Look for a Pioneer 106 DVD-R drive.

http://eshop.macsales.com/shop/optical-drives/superdrives/powermac/


----------



## ziess (Mar 29, 2005)

Also, G3s don't allow booting off of firewire devices and I'm sure that includes dvd/cd drives so you'll have to go down the internal route.


----------



## chevy (Mar 29, 2005)

drunkmac said:
			
		

> I got ahold of a blue and white G3 tower recently. 300mhz, 6.4gb, 64mb of ram. Sucks right? Well Im putting 512mb of ram in there and a 20gb hard drive. So, until I can afford a CPU upgrade, do you think it's best to go with OS X or OS9? I have OS X on CD, OS9 I do not. I feel like OSX might be a little sluggish, soooo....?

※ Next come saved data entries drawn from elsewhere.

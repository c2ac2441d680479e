//! Aggregated model listing.
//!
//! Serves `GET /v1/models` by invoking every provider's `list_models`
//! capability and returning one combined list with provider-prefixed ids.
//! Providers that fail to answer are skipped; a partial list beats no list.

use std::sync::Arc;

use async_trait::async_trait;
use axum::response::Response;
use itertools::Itertools;
use serde_json::{Value, json};

use crate::{
    error::GatewayResult,
    pipeline::{Endpoint, HandlerInvoker, PipelineRequest, json_response},
    plugin::{Plugin, RecursiveHandlerPlugin},
    provider::{Command, LIST_MODELS_SCOPE, ProviderHandle},
};

/// Head plugin answering the models endpoint before the normal pipeline.
pub struct ModelsPlugin {
    providers: Vec<Arc<ProviderHandle>>,
}

impl ModelsPlugin {
    pub fn new(mut providers: Vec<Arc<ProviderHandle>>) -> Self {
        // Deterministic listing order regardless of registration order.
        providers.sort_by(|a, b| a.name().cmp(b.name()));

        Self { providers }
    }
}

impl Plugin for ModelsPlugin {
    fn name(&self) -> &str {
        "models"
    }

    fn as_recursive(&self) -> Option<&dyn RecursiveHandlerPlugin> {
        Some(self)
    }
}

#[async_trait]
impl RecursiveHandlerPlugin for ModelsPlugin {
    async fn handle(
        &self,
        _params: &str,
        _invoker: &HandlerInvoker<'_>,
        request: &PipelineRequest,
    ) -> GatewayResult<Option<Response>> {
        if request.endpoint != Endpoint::Models {
            return Ok(None);
        }

        let mut data = Vec::new();

        for provider in &self.providers {
            if let Some(hint) = &request.provider_hint
                && hint != provider.name()
            {
                continue;
            }

            let Some(Command::ListModels(list)) = provider.command(LIST_MODELS_SCOPE) else {
                continue;
            };

            match list.list_models(provider, &request.context).await {
                Ok(models) => {
                    data.extend(models.into_iter().map(|model| {
                        json!({
                            "id": format!("{}/{}", provider.name(), model.id),
                            "object": "model",
                            "created": model.created.unwrap_or(0),
                            "owned_by": model.owned_by.unwrap_or_else(|| provider.name().to_string()),
                        })
                    }));
                }
                Err(error) => {
                    log::warn!("Model listing failed for '{}': {error}", provider.name());
                }
            }
        }

        log::debug!(
            "Listing {} models from providers [{}]",
            data.len(),
            self.providers.iter().map(|provider| provider.name()).join(", ")
        );

        let body = json!({"object": "list", "data": Value::Array(data)})
            .as_object()
            .cloned()
            .unwrap_or_default();

        json_response(200, &body).map(Some)
    }
}

#[cfg(test)]
mod tests {
    use super::*;
    use std::collections::HashMap;

    use config::ProviderStyle;
    use context::RequestContext;

    use crate::{error::GatewayError, provider::ListModels, provider::ModelEntry};

    struct StaticModels(Vec<&'static str>);

    #[async_trait]
    impl ListModels for StaticModels {
        async fn list_models(
            &self,
            _provider: &ProviderHandle,
            _context: &RequestContext,
        ) -> GatewayResult<Vec<ModelEntry>> {
            Ok(self
                .0
                .iter()
                .map(|id| ModelEntry {
                    id: id.to_string(),
                    owned_by: None,
                    created: None,
                })
                .collect())
        }
    }

    struct BrokenModels;

    #[async_trait]
    impl ListModels for BrokenModels {
        async fn list_models(
            &self,
            _provider: &ProviderHandle,
            _context: &RequestContext,
        ) -> GatewayResult<Vec<ModelEntry>> {
            Err(GatewayError::Connection("unreachable".into()))
        }
    }

    fn provider(name: &str, list: Arc<dyn ListModels>) -> Arc<ProviderHandle> {
        let mut commands = HashMap::new();
        commands.insert(LIST_MODELS_SCOPE.to_string(), Command::ListModels(list));

        Arc::new(ProviderHandle::for_tests(name, ProviderStyle::OpenAi, commands))
    }

    #[test]
    fn listing_order_is_sorted_by_provider_name() {
        let plugin = ModelsPlugin::new(vec![
            provider("zeta", Arc::new(StaticModels(vec!["m1"]))),
            provider("alpha", Arc::new(StaticModels(vec!["m2"]))),
        ]);

        let names: Vec<_> = plugin.providers.iter().map(|p| p.name().to_string()).collect();

        assert_eq!(names, vec!["alpha".to_string(), "zeta".to_string()]);
    }
}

My B&W G3 has been overclocked to 400 MHz and operates 10.3 without a problem (348 MB RAM, 40 GB HD). And it is not THAT slow. You cannot use GarageBand but iTunes, Office and VLC player are fine.


----------



## MrNivit1 (Mar 29, 2005)

I had a B&W G3 that I upgraded to X a while back and even though it wasn't as snappy as what I have now, it got the job done (and I even used it quiet heavily-> games, compiling, etc).  It did have a problem with an external CD burner I had.  Could've been the burner, but I would recomend going internal with any type of burner.


----------



## HateEternal (Mar 29, 2005)

I use one daily at work, they are pretty solid on OS X, the only thing that annoys me is the slow video card.


----------



## ziess (Mar 29, 2005)

My G3 (as per sig) runs OS X.3 fantastically well for a machine that I got for around $250. It also runs extra quiet as I've disconnected the case fan - it's not actually got any hotter or less stable, yet, but I'm monitoring the situation....!


----------



## Natobasso (Mar 29, 2005)

Why not just buy a mac mini and you're golden?


----------



## drunkmac (Mar 29, 2005)

Because I paid $125 after shipping for this G3 

Looks like OS X will be the way to go. I might do a dual boot with OS 9 though.


----------



## scruffy (Mar 29, 2005)

You might want to...  Just beware of going anywhere near the OS X drive partition when you're in OS 9 - file permissions are there for a reason.

And incidentally - my rev 1 G3, 300MHz, (320 megs of RAM, a 100 gig, 10 gig, and 6 gig HDs, and DVD-ROM), is solid on 10.3.  10.0 and 10.1 were a bit painful; by 10.2 it was all good.


----------



## ElDiabloConCaca (Mar 29, 2005)

A little off-topic, but OWC has some great deals (< $200) for refurbished B&W G3 machines.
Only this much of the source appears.